** Opening DATA EXCERPTS block **
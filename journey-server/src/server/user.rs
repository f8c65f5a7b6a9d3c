use std::path::Path;

use axum::Json;
use axum::extract::{Extension, Multipart, State};
use journey_shared::api::{ApiResponse, AvatarResp, ProfileUpdateReq, UserDto};
use journey_shared::validate::validate_age;
use tower_sessions::Session;
use tracing::{info, warn};
use uuid::Uuid;

use super::auth::AuthCtx;
use super::{ApiResult, AppError, AppState, JsonBody, non_blank, ok};
use crate::storage::models::{User, UserPatch};
use crate::storage::rfc3339;

pub const MAX_AVATAR_BYTES: usize = 5 * 1024 * 1024;
const AVATAR_FIELD: &str = "avatar";
const UPLOADS_PREFIX: &str = "/uploads/";

pub(super) fn user_dto(u: User) -> UserDto {
    UserDto {
        user_id: u.id,
        role: u.role.parse().unwrap_or_default(),
        name: u.name,
        email: u.email,
        age: u.age,
        total_points: u.total_points,
        profile_image: u.profile_image,
        created_at: rfc3339(u.created_at),
    }
}

pub async fn update_profile(
    State(state): State<AppState>,
    Extension(auth): Extension<AuthCtx>,
    JsonBody(body): JsonBody<ProfileUpdateReq>,
) -> ApiResult<UserDto> {
    if let Some(age) = body.age {
        validate_age(age)?;
    }
    let patch = UserPatch {
        name: non_blank(body.name),
        age: body.age,
        updated_at: None,
    };
    let user = state.store.update_user(auth.user_id, patch).await?;
    info!(user_id = user.id, "profile updated");
    ok(user_dto(user), "Profile updated successfully")
}

pub async fn delete_account(
    State(state): State<AppState>,
    Extension(auth): Extension<AuthCtx>,
    session: Session,
) -> Result<Json<ApiResponse<()>>, AppError> {
    if !state.store.delete_user(auth.user_id).await? {
        return Err(AppError::not_found("User not found"));
    }
    session.flush().await?;
    if let Some(old) = auth.profile_image.as_deref() {
        remove_upload(&state.config.upload_dir, old).await;
    }
    Ok(Json(ApiResponse::message("Account deleted successfully")))
}

/// Extension for the raster formats we accept as avatars. Anything else,
/// SVG included, is refused.
fn image_extension(content_type: &str) -> Option<&'static str> {
    let ct = content_type.trim().to_ascii_lowercase();
    let essence = ct.split(';').next().unwrap_or_default().trim();
    match essence {
        "image/png" => Some("png"),
        "image/jpeg" | "image/jpg" | "image/pjpeg" => Some("jpg"),
        "image/gif" => Some("gif"),
        "image/webp" => Some("webp"),
        _ => None,
    }
}

async fn remove_upload(upload_dir: &str, public_path: &str) {
    let Some(name) = public_path.strip_prefix(UPLOADS_PREFIX) else {
        return;
    };
    // Only files we named ourselves
    if name.contains('/') || name.contains("..") {
        return;
    }
    let path = Path::new(upload_dir).join(name);
    if let Err(e) = tokio::fs::remove_file(&path).await {
        warn!(path = %path.display(), error = %e, "avatar: failed to remove old file");
    }
}

pub async fn upload_avatar(
    State(state): State<AppState>,
    Extension(auth): Extension<AuthCtx>,
    mut multipart: Multipart,
) -> ApiResult<AvatarResp> {
    let mut upload = None;
    while let Some(field) = multipart
        .next_field()
        .await
        .map_err(|e| AppError::bad_request(e.body_text()))?
    {
        if field.name() != Some(AVATAR_FIELD) {
            continue;
        }
        let Some(ext) = field.content_type().and_then(image_extension) else {
            return Err(AppError::bad_request("Only image files are allowed"));
        };
        let data = field
            .bytes()
            .await
            .map_err(|e| AppError::bad_request(e.body_text()))?;
        upload = Some((ext, data));
        break;
    }
    let Some((ext, data)) = upload else {
        return Err(AppError::bad_request("No file uploaded"));
    };
    if data.is_empty() {
        return Err(AppError::bad_request("No file uploaded"));
    }
    if data.len() > MAX_AVATAR_BYTES {
        return Err(AppError::bad_request("File size must be 5MB or smaller"));
    }

    let file_name = format!("avatar-{}-{}.{ext}", auth.user_id, Uuid::new_v4());
    let dir = Path::new(&state.config.upload_dir);
    tokio::fs::create_dir_all(dir)
        .await
        .map_err(AppError::internal)?;
    tokio::fs::write(dir.join(&file_name), &data)
        .await
        .map_err(AppError::internal)?;

    let public = format!("{UPLOADS_PREFIX}{file_name}");
    let previous = match state.store.set_profile_image(auth.user_id, &public).await {
        Ok(previous) => previous,
        Err(e) => {
            // Nothing points at the new file yet
            remove_upload(&state.config.upload_dir, &public).await;
            return Err(e.into());
        }
    };
    if let Some(old) = previous.as_deref() {
        remove_upload(&state.config.upload_dir, old).await;
    }
    info!(user_id = auth.user_id, bytes = data.len(), "avatar uploaded");
    ok(
        AvatarResp {
            profile_image: public,
        },
        "Profile image updated successfully",
    )
}
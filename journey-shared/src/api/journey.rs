//! Starting/ending bookends, the activity log and friendships.

use serde::{Deserialize, Serialize};

use crate::domain::FriendshipStatus;

#[derive(Debug, Clone, Serialize, Deserialize)]
pub struct StartingDto {
    pub starting_id: i32,
    pub user_id: i32,
    pub title: String,
    pub description: String,
    pub status: String,
    pub start_date: String,
    pub created_at: String,
}

#[derive(Debug, Default, Clone, Serialize, Deserialize)]
pub struct BookendCreateReq {
    pub title: Option<String>,
    pub description: Option<String>,
    pub status: Option<String>,
}

#[derive(Debug, Default, Clone, Serialize, Deserialize)]
pub struct BookendPatchReq {
    pub title: Option<String>,
    pub description: Option<String>,
    pub status: Option<String>,
}

#[derive(Debug, Clone, Serialize, Deserialize)]
pub struct StartingStatsDto {
    pub total_startings: i64,
    pub first_start_date: Option<String>,
    pub latest_start_date: Option<String>,
    pub current_status: Option<String>,
}

#[derive(Debug, Clone, Serialize, Deserialize)]
pub struct StartingProgressDto {
    pub starting_id: i32,
    pub title: String,
    pub status: String,
    pub start_date: String,
    pub missions_completed: i64,
    pub quizzes_passed: i64,
    pub volunteer_activities: i64,
    pub total_points: i32,
}

#[derive(Debug, Clone, Serialize, Deserialize)]
pub struct EndingDto {
    pub ending_id: i32,
    pub user_id: i32,
    pub title: String,
    pub description: String,
    pub status: String,
    pub completion_date: String,
    pub created_at: String,
}

#[derive(Debug, Clone, Serialize, Deserialize)]
pub struct EndingSummaryDto {
    pub user_id: i32,
    pub name: String,
    pub email: String,
    pub age: i32,
    pub total_points: i32,
    pub missions_completed: i64,
    pub quizzes_passed: i64,
    pub volunteer_activities: i64,
    pub total_friends: i64,
    pub last_ending_date: Option<String>,
}

#[derive(Debug, Clone, Serialize, Deserialize)]
pub struct EndingStatsDto {
    pub total_endings: i64,
    pub most_recent_ending: Option<String>,
    pub latest_status: Option<String>,
}

#[derive(Debug, Clone, Serialize, Deserialize)]
pub struct JourneyCompletionDto {
    pub journey_completed: bool,
}

// Activity log
#[derive(Debug, Clone, Serialize, Deserialize)]
pub struct OnboardingInfoDto {
    pub user_id: i32,
    pub onboarding_date: String,
}

#[derive(Debug, Clone, Serialize, Deserialize)]
pub struct CompletedMissionDto {
    pub mission_id: i32,
    pub mission_name: String,
    pub description: String,
    pub reward_points: i32,
    pub completed_date: String,
    pub total_times_completed: i64,
}

#[derive(Debug, Clone, Serialize, Deserialize)]
pub struct MissionCompletionDetailDto {
    pub mission_id: i32,
    pub mission_name: String,
    pub description: String,
    pub reward_points: i32,
    pub last_completed_date: String,
    pub completion_count: i64,
}

#[derive(Debug, Clone, Serialize, Deserialize)]
pub struct VolunteerActivityDto {
    pub volunteer_id: i32,
    pub activity_name: String,
    pub description: Option<String>,
    pub location: Option<String>,
    pub registration_date: String,
    pub status: String,
    pub start_date: Option<String>,
    pub end_date: Option<String>,
    pub total_volunteers: i64,
}

#[derive(Debug, Clone, Serialize, Deserialize)]
pub struct VolunteerRegistrationDto {
    pub volunteer_id: i32,
    pub registration_date: String,
    pub status: String,
}

#[derive(Debug, Clone, Serialize, Deserialize)]
pub struct FriendDto {
    pub friend_id: i32,
    pub friend_name: String,
    pub friend_age: i32,
    pub friend_email: String,
    pub friendship_date: String,
    pub friendship_status: FriendshipStatus,
}

#[derive(Debug, Clone, Serialize, Deserialize)]
pub struct FriendsDto {
    pub total_friends: usize,
    pub friends: Vec<FriendDto>,
}

#[derive(Debug, Clone, Serialize, Deserialize)]
pub struct FriendshipDetailDto {
    pub friendship_id: i32,
    pub friend_id: i32,
    pub friend_name: String,
    pub friend_age: i32,
    pub friend_email: String,
    pub friendship_date: String,
    pub last_interaction: String,
    pub friendship_status: FriendshipStatus,
}

#[derive(Debug, Clone, Serialize, Deserialize)]
pub struct FriendshipDto {
    pub friendship_id: i32,
    pub user_id_1: i32,
    pub user_id_2: i32,
    pub status: FriendshipStatus,
}

#[derive(Debug, Clone, Serialize, Deserialize)]
pub struct ActivityLogDto {
    pub user_id: i32,
    pub name: String,
    pub email: String,
    pub age: i32,
    pub onboarding_date: String,
    pub total_missions_completed: i64,
    pub total_volunteer_activities: i64,
    pub total_friends: i64,
    pub total_points: i32,
}
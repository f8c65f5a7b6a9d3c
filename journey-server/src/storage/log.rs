//! Activity log, volunteering and friendships.

use std::collections::HashMap;

use diesel::dsl::count;
use diesel::expression_methods::AggregateExpressionMethods;
use diesel::prelude::*;
use tracing::info;

use super::models::{
    Friendship, Mission, MissionCompletion, NewFriendship, NewVolunteerRegistration, User,
    VolunteerActivity, VolunteerRegistration,
};
use super::schema::{
    friendships, mission_completions, missions, quiz_results, users, volunteer_activities,
    volunteer_registrations,
};
use super::{Store, StorageError, conflict_on_unique, now_utc, rfc3339};
use journey_shared::api::{
    ActivityLogDto, CompletedMissionDto, FriendDto, FriendshipDetailDto,
    MissionCompletionDetailDto, OnboardingInfoDto, VolunteerActivityDto,
};
use journey_shared::domain::FriendshipStatus;

pub(super) fn missions_completed(
    conn: &mut SqliteConnection,
    user_id: i32,
) -> Result<i64, StorageError> {
    Ok(mission_completions::table
        .filter(mission_completions::user_id.eq(user_id))
        .count()
        .get_result(conn)?)
}

pub(super) fn quizzes_passed(conn: &mut SqliteConnection, user_id: i32) -> Result<i64, StorageError> {
    Ok(quiz_results::table
        .filter(quiz_results::user_id.eq(user_id))
        .filter(quiz_results::passed.eq(true))
        .count()
        .get_result(conn)?)
}

pub(super) fn volunteer_activity_count(
    conn: &mut SqliteConnection,
    user_id: i32,
) -> Result<i64, StorageError> {
    Ok(volunteer_registrations::table
        .filter(volunteer_registrations::user_id.eq(user_id))
        .select(count(volunteer_registrations::volunteer_id).aggregate_distinct())
        .get_result(conn)?)
}

/// Accepted friendships involving the user; each pair is stored once.
pub(super) fn friend_count(conn: &mut SqliteConnection, user_id: i32) -> Result<i64, StorageError> {
    Ok(friendships::table
        .filter(
            friendships::user_id_1
                .eq(user_id)
                .or(friendships::user_id_2.eq(user_id)),
        )
        .filter(friendships::status.eq(FriendshipStatus::Accepted.as_str()))
        .count()
        .get_result(conn)?)
}
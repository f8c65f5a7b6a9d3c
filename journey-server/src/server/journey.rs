//! Starting and ending records that bracket a user's onboarding journey.

use axum::Json;
use axum::extract::{Extension, State};
use journey_shared::api::{
    ApiResponse, BookendCreateReq, BookendPatchReq, EndingDto, EndingStatsDto, EndingSummaryDto,
    JourneyCompletionDto, StartingDto, StartingProgressDto, StartingStatsDto,
};
use journey_shared::domain::{ENDING_DEFAULT_STATUS, STARTING_DEFAULT_STATUS};

use super::auth::AuthCtx;
use super::{ApiResult, AppError, AppState, Id, JsonBody, non_blank, ok};
use crate::storage::models::{Ending, Starting, StartingPatch};
use crate::storage::rfc3339;

const MISSING_FIELDS: &str = "Missing required fields: title and description";

pub(super) fn starting_dto(s: Starting) -> StartingDto {
    StartingDto {
        starting_id: s.id,
        user_id: s.user_id,
        title: s.title,
        description: s.description,
        status: s.status,
        start_date: rfc3339(s.start_date),
        created_at: rfc3339(s.created_at),
    }
}

pub(super) fn ending_dto(e: Ending) -> EndingDto {
    EndingDto {
        ending_id: e.id,
        user_id: e.user_id,
        title: e.title,
        description: e.description,
        status: e.status,
        completion_date: rfc3339(e.completion_date),
        created_at: rfc3339(e.created_at),
    }
}

/// Title and description are both required; status falls back to `default`.
fn bookend_fields(
    body: BookendCreateReq,
    default: &str,
) -> Result<(String, String, String), AppError> {
    let (Some(title), Some(description)) = (non_blank(body.title), non_blank(body.description))
    else {
        return Err(AppError::bad_request(MISSING_FIELDS));
    };
    let status = non_blank(body.status).unwrap_or_else(|| default.to_string());
    Ok((title, description, status))
}

pub async fn starting_status(
    State(state): State<AppState>,
    Extension(auth): Extension<AuthCtx>,
) -> ApiResult<Option<StartingDto>> {
    match state.store.latest_starting(auth.user_id).await? {
        Some(s) => ok(Some(starting_dto(s)), "Starting journey retrieved successfully"),
        None => ok(None, "No starting journey found"),
    }
}

pub async fn create_starting(
    State(state): State<AppState>,
    Extension(auth): Extension<AuthCtx>,
    JsonBody(body): JsonBody<BookendCreateReq>,
) -> ApiResult<StartingDto> {
    let (title, description, status) = bookend_fields(body, STARTING_DEFAULT_STATUS)?;
    let s = state
        .store
        .create_starting(auth.user_id, &title, &description, &status)
        .await?;
    tracing::info!(user_id = auth.user_id, starting_id = s.id, "journey started");
    ok(starting_dto(s), "Starting journey created successfully")
}

pub async fn update_starting(
    State(state): State<AppState>,
    Extension(auth): Extension<AuthCtx>,
    Id(id): Id,
    JsonBody(body): JsonBody<BookendPatchReq>,
) -> ApiResult<StartingDto> {
    let patch = StartingPatch {
        title: non_blank(body.title),
        description: non_blank(body.description),
        status: non_blank(body.status),
    };
    let s = state.store.update_starting(id, auth.user_id, patch).await?;
    ok(starting_dto(s), "Starting journey updated successfully")
}

pub async fn starting_stats(
    State(state): State<AppState>,
    Extension(auth): Extension<AuthCtx>,
) -> ApiResult<StartingStatsDto> {
    let stats = state.store.starting_stats(auth.user_id).await?;
    ok(stats, "Starting statistics retrieved successfully")
}

pub async fn starting_progress(
    State(state): State<AppState>,
    Extension(auth): Extension<AuthCtx>,
) -> ApiResult<StartingProgressDto> {
    let progress = state.store.starting_progress(auth.user_id).await?;
    ok(progress, "Journey progress retrieved successfully")
}

pub async fn current_ending(
    State(state): State<AppState>,
    Extension(auth): Extension<AuthCtx>,
) -> ApiResult<Option<EndingDto>> {
    match state.store.current_ending(auth.user_id).await? {
        Some(e) => ok(Some(ending_dto(e)), "Ending retrieved successfully"),
        None => ok(None, "No ending found"),
    }
}

pub async fn list_endings(
    State(state): State<AppState>,
    Extension(auth): Extension<AuthCtx>,
) -> ApiResult<Vec<EndingDto>> {
    let items = state
        .store
        .list_endings(auth.user_id)
        .await?
        .into_iter()
        .map(ending_dto)
        .collect();
    Ok(Json(ApiResponse::list(items, "Endings retrieved successfully")))
}

pub async fn create_ending(
    State(state): State<AppState>,
    Extension(auth): Extension<AuthCtx>,
    JsonBody(body): JsonBody<BookendCreateReq>,
) -> ApiResult<EndingDto> {
    let (title, description, status) = bookend_fields(body, ENDING_DEFAULT_STATUS)?;
    let e = state
        .store
        .create_ending(auth.user_id, &title, &description, &status)
        .await?;
    tracing::info!(user_id = auth.user_id, ending_id = e.id, "journey ended");
    ok(ending_dto(e), "Ending created successfully")
}

pub async fn ending_summary(
    State(state): State<AppState>,
    Extension(auth): Extension<AuthCtx>,
) -> ApiResult<EndingSummaryDto> {
    let summary = state.store.ending_summary(auth.user_id).await?;
    ok(summary, "Journey summary retrieved successfully")
}

pub async fn ending_stats(
    State(state): State<AppState>,
    Extension(auth): Extension<AuthCtx>,
) -> ApiResult<EndingStatsDto> {
    let stats = state.store.ending_stats(auth.user_id).await?;
    ok(stats, "Ending statistics retrieved successfully")
}

pub async fn ending_by_id(
    State(state): State<AppState>,
    Extension(auth): Extension<AuthCtx>,
    Id(id): Id,
) -> ApiResult<EndingDto> {
    let e = state.store.ending_for_user(id, auth.user_id).await?;
    ok(ending_dto(e), "Ending retrieved successfully")
}

pub async fn completion_check(
    State(state): State<AppState>,
    Extension(auth): Extension<AuthCtx>,
) -> ApiResult<JourneyCompletionDto> {
    let journey_completed = state.store.journey_completed(auth.user_id).await?;
    ok(
        JourneyCompletionDto { journey_completed },
        "Journey completion status retrieved successfully",
    )
}
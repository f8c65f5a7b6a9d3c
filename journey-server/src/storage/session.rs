use diesel::prelude::*;
use tracing::debug;

use super::models::SessionRow;
use super::schema::sessions;
use super::{Store, StorageError};

impl Store {
    /// The stored record for `id`, unless it expired before `now` (unix seconds).
    pub async fn load_session(
        &self,
        id: &str,
        now: i64,
    ) -> Result<Option<SessionRow>, StorageError> {
        let id = id.to_string();
        self.blocking(move |conn| {
            Ok(sessions::table
                .find(&id)
                .filter(sessions::expires_at.gt(now))
                .select(SessionRow::as_select())
                .first(conn)
                .optional()?)
        })
        .await
    }

    pub async fn session_exists(&self, id: &str) -> Result<bool, StorageError> {
        let id = id.to_string();
        self.blocking(move |conn| {
            let n = sessions::table
                .find(&id)
                .count()
                .get_result::<i64>(conn)?;
            Ok(n > 0)
        })
        .await
    }

    /// Inserts or replaces the record.
    pub async fn save_session(&self, row: SessionRow) -> Result<(), StorageError> {
        self.blocking(move |conn| {
            diesel::insert_into(sessions::table)
                .values(&row)
                .on_conflict(sessions::id)
                .do_update()
                .set((
                    sessions::data.eq(&row.data),
                    sessions::expires_at.eq(row.expires_at),
                ))
                .execute(conn)?;
            Ok(())
        })
        .await
    }

    pub async fn delete_session(&self, id: &str) -> Result<(), StorageError> {
        let id = id.to_string();
        self.blocking(move |conn| {
            diesel::delete(sessions::table.find(&id)).execute(conn)?;
            Ok(())
        })
        .await
    }

    /// Drops every record that expired at or before `now`; returns how many.
    pub async fn purge_expired_sessions(&self, now: i64) -> Result<usize, StorageError> {
        let n = self
            .blocking(move |conn| {
                Ok(diesel::delete(sessions::table.filter(sessions::expires_at.le(now)))
                    .execute(conn)?)
            })
            .await?;
        if n > 0 {
            debug!(purged = n, "expired sessions removed");
        }
        Ok(n)
    }
}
** Closing DATA EXCERPTS block **
Look through the entries for the string "OnboardingInfoDto". Every line that has it belongs in the answer.

pub struct OnboardingInfoDto {
    MissionCompletionDetailDto, OnboardingInfoDto, VolunteerActivityDto,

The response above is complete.